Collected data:
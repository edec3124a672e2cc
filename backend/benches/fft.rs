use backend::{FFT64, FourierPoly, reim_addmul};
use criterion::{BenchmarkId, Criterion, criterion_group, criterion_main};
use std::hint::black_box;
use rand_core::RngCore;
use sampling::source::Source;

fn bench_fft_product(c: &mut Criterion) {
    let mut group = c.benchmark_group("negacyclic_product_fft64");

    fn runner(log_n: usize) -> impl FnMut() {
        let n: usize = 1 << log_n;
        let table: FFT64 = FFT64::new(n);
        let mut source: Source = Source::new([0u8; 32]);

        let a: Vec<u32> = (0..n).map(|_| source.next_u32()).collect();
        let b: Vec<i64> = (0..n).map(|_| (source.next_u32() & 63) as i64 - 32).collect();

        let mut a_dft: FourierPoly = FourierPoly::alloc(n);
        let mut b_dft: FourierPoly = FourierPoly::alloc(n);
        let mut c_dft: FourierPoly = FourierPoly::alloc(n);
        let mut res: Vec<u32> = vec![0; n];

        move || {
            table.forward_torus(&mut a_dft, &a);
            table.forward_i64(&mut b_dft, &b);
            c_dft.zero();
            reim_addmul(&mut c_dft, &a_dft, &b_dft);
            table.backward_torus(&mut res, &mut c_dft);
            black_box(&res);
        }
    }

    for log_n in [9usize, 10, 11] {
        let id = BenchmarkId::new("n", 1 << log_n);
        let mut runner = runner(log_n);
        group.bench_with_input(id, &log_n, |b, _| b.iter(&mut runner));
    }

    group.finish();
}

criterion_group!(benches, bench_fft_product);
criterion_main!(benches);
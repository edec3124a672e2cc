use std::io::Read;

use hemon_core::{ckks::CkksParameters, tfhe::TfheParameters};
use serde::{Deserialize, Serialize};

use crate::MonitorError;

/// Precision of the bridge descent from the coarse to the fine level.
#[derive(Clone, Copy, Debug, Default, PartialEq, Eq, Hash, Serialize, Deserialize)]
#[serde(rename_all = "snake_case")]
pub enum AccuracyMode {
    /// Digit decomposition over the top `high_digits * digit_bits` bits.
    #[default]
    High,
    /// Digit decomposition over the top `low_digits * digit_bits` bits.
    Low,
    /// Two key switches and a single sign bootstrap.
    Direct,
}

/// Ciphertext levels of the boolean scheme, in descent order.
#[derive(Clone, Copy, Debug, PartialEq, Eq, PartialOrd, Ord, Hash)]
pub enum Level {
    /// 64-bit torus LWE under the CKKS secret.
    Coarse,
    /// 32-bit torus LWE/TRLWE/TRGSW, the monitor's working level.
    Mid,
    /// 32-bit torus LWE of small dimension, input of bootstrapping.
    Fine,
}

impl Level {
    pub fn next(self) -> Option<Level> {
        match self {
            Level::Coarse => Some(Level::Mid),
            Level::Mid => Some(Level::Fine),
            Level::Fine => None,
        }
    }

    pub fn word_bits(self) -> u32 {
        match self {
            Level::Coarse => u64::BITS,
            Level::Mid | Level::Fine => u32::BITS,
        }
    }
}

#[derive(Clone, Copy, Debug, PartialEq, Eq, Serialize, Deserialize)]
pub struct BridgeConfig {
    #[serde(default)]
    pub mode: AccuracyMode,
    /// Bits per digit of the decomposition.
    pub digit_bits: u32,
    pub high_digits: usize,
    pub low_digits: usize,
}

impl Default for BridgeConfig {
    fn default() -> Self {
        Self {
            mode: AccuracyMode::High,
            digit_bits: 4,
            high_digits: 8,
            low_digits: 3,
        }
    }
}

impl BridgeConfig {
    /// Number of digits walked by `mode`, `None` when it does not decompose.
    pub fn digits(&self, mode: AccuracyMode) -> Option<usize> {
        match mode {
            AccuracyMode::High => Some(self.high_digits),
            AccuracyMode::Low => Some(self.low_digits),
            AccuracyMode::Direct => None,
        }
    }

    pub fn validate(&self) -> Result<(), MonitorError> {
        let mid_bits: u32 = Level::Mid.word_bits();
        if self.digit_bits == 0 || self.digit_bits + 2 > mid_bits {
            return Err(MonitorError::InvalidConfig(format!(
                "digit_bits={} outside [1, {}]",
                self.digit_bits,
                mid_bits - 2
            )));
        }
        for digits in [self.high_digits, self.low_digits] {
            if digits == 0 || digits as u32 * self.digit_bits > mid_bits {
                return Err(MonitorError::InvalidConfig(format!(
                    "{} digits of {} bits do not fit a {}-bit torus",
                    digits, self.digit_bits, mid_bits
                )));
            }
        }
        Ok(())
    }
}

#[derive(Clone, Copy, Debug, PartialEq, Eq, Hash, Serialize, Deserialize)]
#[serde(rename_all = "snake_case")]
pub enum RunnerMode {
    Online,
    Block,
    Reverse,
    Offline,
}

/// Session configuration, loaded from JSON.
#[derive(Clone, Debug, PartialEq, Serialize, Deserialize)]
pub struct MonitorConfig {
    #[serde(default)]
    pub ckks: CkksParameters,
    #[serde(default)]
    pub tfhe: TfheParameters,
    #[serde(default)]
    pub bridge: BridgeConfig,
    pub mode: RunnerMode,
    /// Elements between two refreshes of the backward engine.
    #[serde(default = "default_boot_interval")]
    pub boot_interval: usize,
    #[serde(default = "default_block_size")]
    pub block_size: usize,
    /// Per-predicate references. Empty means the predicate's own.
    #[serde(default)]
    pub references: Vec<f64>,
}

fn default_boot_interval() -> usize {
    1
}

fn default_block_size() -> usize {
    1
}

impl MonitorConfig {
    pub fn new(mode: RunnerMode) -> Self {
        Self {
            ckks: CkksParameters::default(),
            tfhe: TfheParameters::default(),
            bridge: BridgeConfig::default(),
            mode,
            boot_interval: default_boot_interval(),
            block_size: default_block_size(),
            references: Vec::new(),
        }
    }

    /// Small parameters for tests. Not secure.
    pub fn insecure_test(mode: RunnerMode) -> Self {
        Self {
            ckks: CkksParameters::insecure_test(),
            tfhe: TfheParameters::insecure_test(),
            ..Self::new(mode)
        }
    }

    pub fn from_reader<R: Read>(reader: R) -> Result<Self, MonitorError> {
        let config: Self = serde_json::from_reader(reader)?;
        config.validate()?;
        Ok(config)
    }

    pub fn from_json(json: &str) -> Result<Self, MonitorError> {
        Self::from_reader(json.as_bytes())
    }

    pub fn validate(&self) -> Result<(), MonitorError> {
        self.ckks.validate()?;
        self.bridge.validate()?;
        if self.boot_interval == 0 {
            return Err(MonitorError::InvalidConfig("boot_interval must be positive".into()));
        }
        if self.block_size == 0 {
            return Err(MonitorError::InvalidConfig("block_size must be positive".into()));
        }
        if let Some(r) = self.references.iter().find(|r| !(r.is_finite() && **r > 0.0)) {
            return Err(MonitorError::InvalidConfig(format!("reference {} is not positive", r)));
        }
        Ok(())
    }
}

Instructions for the task: Go through the data above and transcribe every entry exactly.

Answer for the task:
repository edec3124a672e2cc
filename backend/benches/fft.rs
use backend::{FFT64, FourierPoly, reim_addmul};
use criterion::{BenchmarkId, Criterion, criterion_group, criterion_main};
use std::hint::black_box;
use rand_core::RngCore;
use sampling::source::Source;

fn bench_fft_product(c: &mut Criterion) {
    let mut group = c.benchmark_group("negacyclic_product_fft64");

    fn runner(log_n: usize) -> impl FnMut() {
        let n: usize = 1 << log_n;
        let table: FFT64 = FFT64::new(n);
        let mut source: Source = Source::new([0u8; 32]);

        let a: Vec<u32> = (0..n).map(|_| source.next_u32()).collect();
        let b: Vec<i64> = (0..n).map(|_| (source.next_u32() & 63) as i64 - 32).collect();

        let mut a_dft: FourierPoly = FourierPoly::alloc(n);
        let mut b_dft: FourierPoly = FourierPoly::alloc(n);
        let mut c_dft: FourierPoly = FourierPoly::alloc(n);
        let mut res: Vec<u32> = vec![0; n];

        move || {
            table.forward_torus(&mut a_dft, &a);
            table.forward_i64(&mut b_dft, &b);
            c_dft.zero();
            reim_addmul(&mut c_dft, &a_dft, &b_dft);
            table.backward_torus(&mut res, &mut c_dft);
            black_box(&res);
        }
    }

    for log_n in [9usize, 10, 11] {
        let id = BenchmarkId::new("n", 1 << log_n);
        let mut runner = runner(log_n);
        group.bench_with_input(id, &log_n, |b, _| b.iter(&mut runner));
    }

    group.finish();
}

criterion_group!(benches, bench_fft_product);
criterion_main!(benches);
repository edec3124a672e2cc
use std::io::Read;

use hemon_core::{ckks::CkksParameters, tfhe::TfheParameters};
use serde::{Deserialize, Serialize};

use crate::MonitorError;

/// Precision of the bridge descent from the coarse to the fine level.
#[derive(Clone, Copy, Debug, Default, PartialEq, Eq, Hash, Serialize, Deserialize)]
#[serde(rename_all = "snake_case")]
pub enum AccuracyMode {
    /// Digit decomposition over the top `high_digits * digit_bits` bits.
    #[default]
    High,
    /// Digit decomposition over the top `low_digits * digit_bits` bits.
    Low,
    /// Two key switches and a single sign bootstrap.
    Direct,
}

/// Ciphertext levels of the boolean scheme, in descent order.
#[derive(Clone, Copy, Debug, PartialEq, Eq, PartialOrd, Ord, Hash)]
pub enum Level {
    /// 64-bit torus LWE under the CKKS secret.
    Coarse,
    /// 32-bit torus LWE/TRLWE/TRGSW, the monitor's working level.
    Mid,
    /// 32-bit torus LWE of small dimension, input of bootstrapping.
    Fine,
}

impl Level {
    pub fn next(self) -> Option<Level> {
        match self {
            Level::Coarse => Some(Level::Mid),
            Level::Mid => Some(Level::Fine),
            Level::Fine => None,
        }
    }

    pub fn word_bits(self) -> u32 {
        match self {
            Level::Coarse => u64::BITS,
            Level::Mid | Level::Fine => u32::BITS,
        }
    }
}

#[derive(Clone, Copy, Debug, PartialEq, Eq, Serialize, Deserialize)]
pub struct BridgeConfig {
    #[serde(default)]
    pub mode: AccuracyMode,
    /// Bits per digit of the decomposition.
    pub digit_bits: u32,
    pub high_digits: usize,
    pub low_digits: usize,
}

impl Default for BridgeConfig {
    fn default() -> Self {
        Self {
            mode: AccuracyMode::High,
            digit_bits: 4,
            high_digits: 8,
            low_digits: 3,
        }
    }
}

impl BridgeConfig {
    /// Number of digits walked by `mode`, `None` when it does not decompose.
    pub fn digits(&self, mode: AccuracyMode) -> Option<usize> {
        match mode {
            AccuracyMode::High => Some(self.high_digits),
            AccuracyMode::Low => Some(self.low_digits),
            AccuracyMode::Direct => None,
        }
    }

    pub fn validate(&self) -> Result<(), MonitorError> {
        let mid_bits: u32 = Level::Mid.word_bits();
        if self.digit_bits == 0 || self.digit_bits + 2 > mid_bits {
            return Err(MonitorError::InvalidConfig(format!(
                "digit_bits={} outside [1, {}]",
                self.digit_bits,
                mid_bits - 2
            )));
        }
        for digits in [self.high_digits, self.low_digits] {
            if digits == 0 || digits as u32 * self.digit_bits > mid_bits {
                return Err(MonitorError::InvalidConfig(format!(
                    "{} digits of {} bits do not fit a {}-bit torus",
                    digits, self.digit_bits, mid_bits
                )));
            }
        }
        Ok(())
    }
}

#[derive(Clone, Copy, Debug, PartialEq, Eq, Hash, Serialize, Deserialize)]
#[serde(rename_all = "snake_case")]
pub enum RunnerMode {
    Online,
    Block,
    Reverse,
    Offline,
}

/// Session configuration, loaded from JSON.
#[derive(Clone, Debug, PartialEq, Serialize, Deserialize)]
pub struct MonitorConfig {
    #[serde(default)]
    pub ckks: CkksParameters,
    #[serde(default)]
    pub tfhe: TfheParameters,
    #[serde(default)]
    pub bridge: BridgeConfig,
    pub mode: RunnerMode,
    /// Elements between two refreshes of the backward engine.
    #[serde(default = "default_boot_interval")]
    pub boot_interval: usize,
    #[serde(default = "default_block_size")]
    pub block_size: usize,
    /// Per-predicate references. Empty means the predicate's own.
    #[serde(default)]
    pub references: Vec<f64>,
}

fn default_boot_interval() -> usize {
    1
}

fn default_block_size() -> usize {
    1
}

impl MonitorConfig {
    pub fn new(mode: RunnerMode) -> Self {
        Self {
            ckks: CkksParameters::default(),
            tfhe: TfheParameters::default(),
            bridge: BridgeConfig::default(),
            mode,
            boot_interval: default_boot_interval(),
            block_size: default_block_size(),
            references: Vec::new(),
        }
    }

    /// Small parameters for tests. Not secure.
    pub fn insecure_test(mode: RunnerMode) -> Self {
        Self {
            ckks: CkksParameters::insecure_test(),
            tfhe: TfheParameters::insecure_test(),
            ..Self::new(mode)
        }
    }

    pub fn from_reader<R: Read>(reader: R) -> Result<Self, MonitorError> {
        let config: Self = serde_json::from_reader(reader)?;
        config.validate()?;
        Ok(config)
    }

    pub fn from_json(json: &str) -> Result<Self, MonitorError> {
        Self::from_reader(json.as_bytes())
    }

    pub fn validate(&self) -> Result<(), MonitorError> {
        self.ckks.validate()?;
        self.bridge.validate()?;
        if self.boot_interval == 0 {
            return Err(MonitorError::InvalidConfig("boot_interval must be positive".into()));
        }
        if self.block_size == 0 {
            return Err(MonitorError::InvalidConfig("block_size must be positive".into()));
        }
        if let Some(r) = self.references.iter().find(|r| !(r.is_finite() && **r > 0.0)) {
            return Err(MonitorError::InvalidConfig(format!("reference {} is not positive", r)));
        }
        Ok(())
    }
}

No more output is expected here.